Updated on October 16, 2019

Don’t let this happen to you!

Ransomware is a form of malware (malicious software) that encrypts access to a computer system until the victim pays a ransom. It is typically spread through infected emails or websites, and can prove devastating to businesses of any size. Ransomware has been become alarmingly prolific in the last few years, with 2017’s WannaCry attack infecting over 200,000 computers across 150 countries. Perpetrators will typically target companies that house sensitive customer data on local servers, such as medical practices, law firms, and accounting services.

Risk Sources

Network systems may be susceptible to ransom due to

Outdated software and security systems
Poorly configured computer systems
Failure to identify unsafe websites/emails

Criminal Motivations

Many cyber-criminals are drawn to ransomware because the encryption software is cheap, easily spread, and difficult to remove. Additionally, they can sell the sensitive data acquired from hacked systems should a Ransomware victim refuse to pay. Hackers often demand ransomware payment in untraceable Bitcoin, meaning there is no guarantee that they will restore a victim’s system access upon being paid.

Proactive Measures

Training: Employees should be able to identify red-flags on suspicious emails and websites.

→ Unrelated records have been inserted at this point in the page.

//! In-memory identity store for tests/dev.

use std::collections::{BTreeSet, HashMap};
use std::sync::{RwLock, RwLockReadGuard, RwLockWriteGuard};

use async_trait::async_trait;
use chrono::{DateTime, Utc};

use scribe_auth::{
    CredentialStore, Permission, PermissionSet, RefreshTokenRecord, ReplicaStore, Role,
    RolePermissionSource, SessionRecord, StoreError, UserDirectory, UserPatch, UserRecord,
    UserReplica, normalize_email,
};
use scribe_core::{RefreshTokenId, SessionId, UserId};

use super::RoleAdmin;

#[derive(Debug, Default)]
struct Tables {
    users: HashMap<UserId, UserReplica>,
    user_roles: HashMap<UserId, BTreeSet<Role>>,
    role_permissions: HashMap<Role, BTreeSet<Permission>>,
    refresh_tokens: HashMap<RefreshTokenId, RefreshTokenRecord>,
    sessions: HashMap<SessionId, SessionRecord>,
}

impl Tables {
    fn record(&self, row: &UserReplica) -> UserRecord {
        let roles = self
            .user_roles
            .get(&row.id)
            .map(|r| r.iter().cloned().collect())
            .unwrap_or_default();
        UserRecord::from_replica(row.clone(), roles)
    }
}

/// In-memory identity store.
///
/// Mirrors the Postgres schema constraints that matter to callers: unique
/// user ids, unique emails, unique refresh digests, cascading role
/// memberships on user removal.
#[derive(Debug, Default)]
pub struct InMemoryIdentityStore {
    inner: RwLock<Tables>,
}

impl InMemoryIdentityStore {
    pub fn new() -> Self {
        Self::default()
    }

    fn read(&self) -> Result<RwLockReadGuard<'_, Tables>, StoreError> {
        self.inner.read().map_err(|_| StoreError::backend("identity store lock poisoned"))
    }

    fn write(&self) -> Result<RwLockWriteGuard<'_, Tables>, StoreError> {
        self.inner.write().map_err(|_| StoreError::backend("identity store lock poisoned"))
    }

    /// Refresh credential rows of a user (inspection helper).
    pub fn refresh_tokens_of(&self, user_id: UserId) -> Vec<RefreshTokenRecord> {
        self.read()
            .map(|t| {
                t.refresh_tokens
                    .values()
                    .filter(|r| r.user_id == user_id)
                    .cloned()
                    .collect()
            })
            .unwrap_or_default()
    }

    /// Session rows of a user (inspection helper).
    pub fn sessions_of(&self, user_id: UserId) -> Vec<SessionRecord> {
        self.read()
            .map(|t| t.sessions.values().filter(|s| s.user_id == user_id).cloned().collect())
            .unwrap_or_default()
    }

    pub fn user_count(&self) -> usize {
        self.read().map(|t| t.users.len()).unwrap_or(0)
    }
}

#[async_trait]
impl UserDirectory for InMemoryIdentityStore {
    async fn find_by_email(&self, email: &str) -> Result<Option<UserRecord>, StoreError> {
        let email = normalize_email(email);
        let tables = self.read()?;
        Ok(tables
            .users
            .values()
            .find(|u| normalize_email(&u.email) == email)
            .map(|row| tables.record(row)))
    }

    async fn find_by_id(&self, id: UserId) -> Result<Option<UserRecord>, StoreError> {
        let tables = self.read()?;
        Ok(tables.users.get(&id).map(|row| tables.record(row)))
    }
}

#[async_trait]
impl RolePermissionSource for InMemoryIdentityStore {
    async fn permissions_for_roles(&self, roles: &[Role]) -> Result<PermissionSet, StoreError> {
        let tables = self.read()?;
        Ok(roles
            .iter()
            .filter_map(|role| tables.role_permissions.get(role))
            .flat_map(|perms| perms.iter().cloned())
            .collect())
    }
}

#[async_trait]
impl CredentialStore for InMemoryIdentityStore {
    async fn insert_refresh_token(&self, record: RefreshTokenRecord) -> Result<(), StoreError> {
        let mut tables = self.write()?;
        if tables.refresh_tokens.values().any(|r| r.token_digest == record.token_digest) {
            return Err(StoreError::Conflict("refresh token digest already exists".to_string()));
        }
        tables.refresh_tokens.insert(record.id, record);
        Ok(())
    }

    async fn find_active_refresh_token(
        &self,
        token_digest: &str,
        now: DateTime<Utc>,
    ) -> Result<Option<RefreshTokenRecord>, StoreError> {
        let tables = self.read()?;
        Ok(tables
            .refresh_tokens
            .values()
            .find(|r| r.token_digest == token_digest && r.is_usable(now))
            .cloned())
    }

    async fn revoke_refresh_tokens(
        &self,
        user_id: UserId,
        token_digest: &str,
        now: DateTime<Utc>,
    ) -> Result<Vec<RefreshTokenId>, StoreError> {
        let mut tables = self.write()?;
        let mut revoked = Vec::new();
        for record in tables.refresh_tokens.values_mut() {
            if record.user_id == user_id && record.token_digest == token_digest && record.revoked_at.is_none() {
                record.revoked_at = Some(now);
                revoked.push(record.id);
            }
        }
        Ok(revoked)
    }

    async fn insert_session(&self, session: SessionRecord) -> Result<(), StoreError> {
        self.write()?.sessions.insert(session.id, session);
        Ok(())
    }

    async fn invalidate_sessions(
        &self,
        user_id: UserId,
        refresh_token_ids: &[RefreshTokenId],
    ) -> Result<u64, StoreError> {
        let mut tables = self.write()?;
        let mut flipped = 0;
        for session in tables.sessions.values_mut() {
            let bound = session
                .refresh_token_id
                .is_some_and(|id| refresh_token_ids.contains(&id));
            if session.user_id == user_id && bound && session.is_valid {
                session.is_valid = false;
                flipped += 1;
            }
        }
        Ok(flipped)
    }
}

#[async_trait]
impl ReplicaStore for InMemoryIdentityStore {
    async fn insert_if_absent(&self, row: UserReplica) -> Result<bool, StoreError> {
        let mut tables = self.write()?;
        if tables.users.contains_key(&row.id) {
            return Ok(false);
        }
        let email = normalize_email(&row.email);
        if tables.users.values().any(|u| normalize_email(&u.email) == email) {
            return Err(StoreError::Conflict(format!("email already taken: {}", row.email)));
        }
        tables.users.insert(row.id, row);
        Ok(true)
    }

    async fn apply_patch(&self, id: UserId, patch: &UserPatch) -> Result<bool, StoreError> {
        let mut tables = self.write()?;
        if let Some(email) = &patch.email {
            let wanted = normalize_email(email);
            if tables.users.values().any(|u| u.id != id && normalize_email(&u.email) == wanted) {
                return Err(StoreError::Conflict(format!("email already taken: {email}")));
            }
        }
        match tables.users.get_mut(&id) {
            Some(row) => {
                patch.apply_to(row);
                Ok(true)
            }
            None => Ok(false),
        }
    }

    async fn remove(&self, id: UserId) -> Result<bool, StoreError> {
        let mut tables = self.write()?;
        tables.user_roles.remove(&id);
        Ok(tables.users.remove(&id).is_some())
    }

    async fn get(&self, id: UserId) -> Result<Option<UserReplica>, StoreError> {
        Ok(self.read()?.users.get(&id).cloned())
    }
}

#[async_trait]
impl RoleAdmin for InMemoryIdentityStore {
    async fn define_role(&self, role: &Role, permissions: &[Permission]) -> Result<(), StoreError> {
        self.write()?
            .role_permissions
            .entry(role.clone())
            .or_default()
            .extend(permissions.iter().cloned());
        Ok(())
    }

    async fn grant_role(&self, user_id: UserId, role: &Role) -> Result<(), StoreError> {
        let mut tables = self.write()?;
        if !tables.users.contains_key(&user_id) {
            return Err(StoreError::Conflict(format!("no such user: {user_id}")));
        }
        tables.role_permissions.entry(role.clone()).or_default();
        tables.user_roles.entry(user_id).or_default().insert(role.clone());
        Ok(())
    }

    async fn revoke_role(&self, user_id: UserId, role: &Role) -> Result<(), StoreError> {
        if let Some(roles) = self.write()?.user_roles.get_mut(&user_id) {
            roles.remove(role);
        }
        Ok(())
    }
}

#[cfg(test)]
mod tests {
    use super::*;

    fn row(email: &str) -> UserReplica {
        UserReplica {
            id: UserId::new(),
            email: email.to_string(),
            username: email.split('@').next().unwrap_or_default().to_string(),
            password_hash: "$argon2id$fake".to_string(),
            first_name: None,
            last_name: None,
            is_active: true,
            is_verified: true,
        }
    }

    #[tokio::test]
    async fn directory_reads_replica_rows_with_roles() {
        let store = InMemoryIdentityStore::new();
        let user = row("a@example.com");
        store.insert_if_absent(user.clone()).await.unwrap();
        store.grant_role(user.id, &Role::new("editor")).await.unwrap();

        let found = store.find_by_email("a@example.com").await.unwrap().unwrap();
        assert_eq!(found.id, user.id);
        assert_eq!(found.roles, vec![Role::new("editor")]);
    }

    #[tokio::test]
    async fn duplicate_email_with_new_id_conflicts() {
        let store = InMemoryIdentityStore::new();
        store.insert_if_absent(row("a@example.com")).await.unwrap();
        let err = store.insert_if_absent(row("a@example.com")).await.unwrap_err();
        assert!(matches!(err, StoreError::Conflict(_)));
    }

    #[tokio::test]
    async fn email_lookup_and_uniqueness_ignore_case() {
        let store = InMemoryIdentityStore::new();
        let user = row("Mixed@Example.com");
        store.insert_if_absent(user.clone()).await.unwrap();

        let found = store.find_by_email("mixed@example.com").await.unwrap().unwrap();
        assert_eq!(found.id, user.id);
        assert_eq!(found.email, "Mixed@Example.com");

        let err = store.insert_if_absent(row("MIXED@example.com")).await.unwrap_err();
        assert!(matches!(err, StoreError::Conflict(_)));
    }

    #[tokio::test]
    async fn removing_user_drops_role_memberships() {
        let store = InMemoryIdentityStore::new();
        let user = row("a@example.com");
        store.insert_if_absent(user.clone()).await.unwrap();
        store.grant_role(user.id, &Role::new("admin")).await.unwrap();

        assert!(store.remove(user.id).await.unwrap());
        store.insert_if_absent(user.clone()).await.unwrap();
        let back = store.find_by_id(user.id).await.unwrap().unwrap();
        assert!(back.roles.is_empty());
    }

    #[tokio::test]
    async fn granting_role_to_missing_user_fails() {
        let store = InMemoryIdentityStore::new();
        assert!(store.grant_role(UserId::new(), &Role::new("admin")).await.is_err());
    }
}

Emails from unknown sources with eye-catching subjects like “see attached receipt”, “status of your USPS delivery”, and “request for payment” are often used as a “Trojan Horse” delivery system for Ransomware and other viruses.
Invest: Using email spam-filters, antivirus software, and physical firewalls can help prevent Ransomware from infiltrating your system.
Backup: Keep both physical and Cloud system backups available to ensure access in the event of a Ransomware attack.
Updates: Make sure all software and operating systems are regularly updated, as outdated versions are specifically targeted by Ransomware hackers.